When transferred to a 100 c.c. graduated cylinder and left to stand for 3 hours, an excessive amount of insoluble precipitate settles at the bottom and separates into a colorless and transparent upper layer liquid. Accurately collect this transparent upper layer liquid with a 20 ml home pipette, carefully transfer it to a small evaporating dish of known weight, evaporate it on a heavy boiling water pot, and after the content water has evaporated, the remaining solids in the evaporating dish are 1 in a constant temperature dryer at 100~110° with the evaporating dish.
After drying for ~2 hours, leave to cool in an excircator, weigh, and subtract the amount of the evaporating dish whose weight is known from the total weight to obtain the total amount of the sample dissolved in 20 ml. Multiply that number by 5 to get the amount of sample dissolved in 100ml. Small evaporating dish 18.41g 20c.c.m Total weight after evaporation 18.57g 18.57 ∴ −18.41 0.16 0.13×5=0.65g…100c.c. in water 0.16×5=0.8g The product of the present invention is included in the Japanese Pharmacopoeia.

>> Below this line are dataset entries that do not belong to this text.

use std::collections::HashMap;
use std::io::{Cursor, Read, Write};

use zip::write::SimpleFileOptions;
use zip::{CompressionMethod, ZipArchive, ZipWriter};

#[derive(Debug, thiserror::Error)]
pub enum MergeError {
    #[error("invalid zip archive: {0}")]
    Zip(#[from] zip::result::ZipError),

    #[error(transparent)]
    Io(#[from] std::io::Error),
}

struct Entry {
    name: String,
    dir: bool,
    data: Vec<u8>,
}

/// Combines two zip archives into one. An entry in `overlay` replaces the `base` entry with the
/// same path but keeps its position.
pub fn merge_zips(base: &[u8], overlay: &[u8]) -> Result<Vec<u8>, MergeError> {
    let mut entries: Vec<Entry> = Vec::new();
    let mut positions: HashMap<String, usize> = HashMap::new();
    for bytes in [base, overlay] {
        let mut archive = ZipArchive::new(Cursor::new(bytes))?;
        for i in 0..archive.len() {
            let mut file = archive.by_index(i)?;
            let mut data = Vec::new();
            file.read_to_end(&mut data)?;
            let entry = Entry {
                name: file.name().to_string(),
                dir: file.is_dir(),
                data,
            };
            match positions.get(&entry.name) {
                Some(&at) => entries[at] = entry,
                None => {
                    positions.insert(entry.name.clone(), entries.len());
                    entries.push(entry);
                }
            }
        }
    }

    let options = SimpleFileOptions::default().compression_method(CompressionMethod::Deflated);
    let mut writer = ZipWriter::new(Cursor::new(Vec::new()));
    for entry in entries {
        if entry.dir {
            writer.add_directory(entry.name, options)?;
        } else {
            writer.start_file(entry.name, options)?;
            writer.write_all(&entry.data)?;
        }
    }
    Ok(writer.finish()?.into_inner())
}
#[tokio::test(start_paused = true)]
async fn run_game_broadcasts_project_data_to_running_workers() {
    let h = harness(config(false));
    h.controller.update_project(vec![7, 8, 9]).await.unwrap();
    h.controller.run_game().await.unwrap();

    assert_eq!(
        h.script.log(),
        [
            "init Game",
            "unpack /home/spx_game_cache/project.data=3 godot.editor.pck=None",
            "start Game --path /home/web_user/Game --editor-pid 0 res://main.tscn",
        ]
    );
    let mut inbox = h.script.take_inbox();
    let message = inbox.recv().await.unwrap();
    assert_eq!(message["cmd"], "projectDataUpdate");
    assert_eq!(message["_targetWorkerIndex"], 0);

    let workers = h.controller.bridge().workers();
    assert_eq!(workers.len(), 1);
    assert!(workers[0].running);
    assert!(h.controller.status().borrow().game_running);
    assert_eq!(*h.progress.lock().unwrap(), [0.5f32, 0.7, 1.0]);
}

#[tokio::test(start_paused = true)]
async fn project_data_waits_for_broadcast_delay() {
    let h = harness(config(false));
    h.controller.update_project(vec![1]).await.unwrap();
    let run = h.controller.run_game();

    tokio::time::sleep(Duration::from_millis(500)).await;
    let mut inbox = h.script.take_inbox();
    assert!(inbox.try_recv().is_err());

    run.await.unwrap();
    assert_eq!(inbox.recv().await.unwrap()["cmd"], "projectDataUpdate");
}

#[tokio::test(start_paused = true)]
async fn run_game_without_project_data_fails_without_blocking_queue() {
    let h = harness(config(false));
    assert!(matches!(
        h.controller.run_game().await,
        Err(HostError::MissingProjectData)
    ));
    assert_eq!(h.controller.pending_runs(), 0);

    h.controller.update_project(vec![1, 2]).await.unwrap();
    h.controller.run_game().await.unwrap();
    assert!(h.controller.status().borrow().game_running);
}

#[tokio::test(start_paused = true)]
async fn second_run_is_ignored_while_game_runs() {
    let h = harness(config(false));
    h.controller.update_project(vec![1]).await.unwrap();
    h.controller.run_game().await.unwrap();
    h.controller.run_game().await.unwrap();
    assert_eq!(h.script.count("start Game"), 1);
    assert_eq!(h.controller.bridge().workers().len(), 1);
}

#[tokio::test(start_paused = true)]
async fn game_that_exited_on_its_own_can_be_run_again() {
    let h = harness(config(false));
    h.controller.update_project(vec![1]).await.unwrap();
    h.controller.run_game().await.unwrap();

    let exit = h.script.exits.lock().unwrap().last().cloned().unwrap();
    exit.exit(1);
    h.controller.run_game().await.unwrap();

    assert_eq!(h.script.count("start Game"), 2);
    assert_eq!(h.script.count("quit Game"), 0);
    let workers = h.controller.bridge().workers();
    assert_eq!(workers.len(), 1);
    assert_eq!(workers[0].index, 1);
}

#[tokio::test(start_paused = true)]
async fn stop_game_quits_and_detaches_workers() {
    let h = harness(config(false));
    h.controller.update_project(vec![1]).await.unwrap();
    h.controller.run_game().await.unwrap();
    h.controller.stop_game().await.unwrap();

    assert_eq!(h.script.count("quit Game"), 1);
    assert!(h.controller.bridge().workers().is_empty());
    assert!(!h.controller.status().borrow().game_running);

    // Nothing left to stop.
    h.controller.stop_game().await.unwrap();
    assert_eq!(h.script.count("quit Game"), 1);
    assert_eq!(h.controller.pending_stops(), 0);
}

#[tokio::test(start_paused = true)]
async fn stop_right_after_run_keeps_game_from_starting() {
    let h = harness(config(false));
    h.controller.update_project(vec![1]).await.unwrap();

    let run = h.controller.run_game();
    let stop = h.controller.stop_game();
    assert_eq!(h.controller.pending_stops(), 1);
    run.await.unwrap();
    stop.await.unwrap();

    assert_eq!(h.script.count("start Game"), 0);
    assert!(!h.controller.status().borrow().game_running);
    assert_eq!(h.controller.pending_stops(), 0);
    assert_eq!(h.controller.pending_runs(), 0);
}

The results of a solubility test conducted in accordance with the above are as follows (Shizuoka Prefectural Institute of Health Test Results). 0.4% dissolves. 0.5% Not completely dissolved. 0.6% Same as above Solubility 0.14% (19℃).

Claims (1)

[Claims] 1. A water-soluble composite composition of calcium malate and calcium citrate, characterized in that the molecular weight ratio of calcium malate to calcium citrate is at least 2:1. . 2 Dissolve less than 70% citric acid and more than 30% malic acid in water and neutralize the solution by adding calcium hydroxide or calcium carbonate, or dissolve less than 70% sodium citrate and 30% The above sodium malate is dissolved in water, a corresponding chemical molecular equivalent of calcium chloride is added, and the resulting crystalline precipitate is then separated, each having a molecular weight ratio of at least 2: A method for producing a composite composition of calcium malate and calcium citrate in which calcium malate and calcium citrate are combined at a ratio of 1.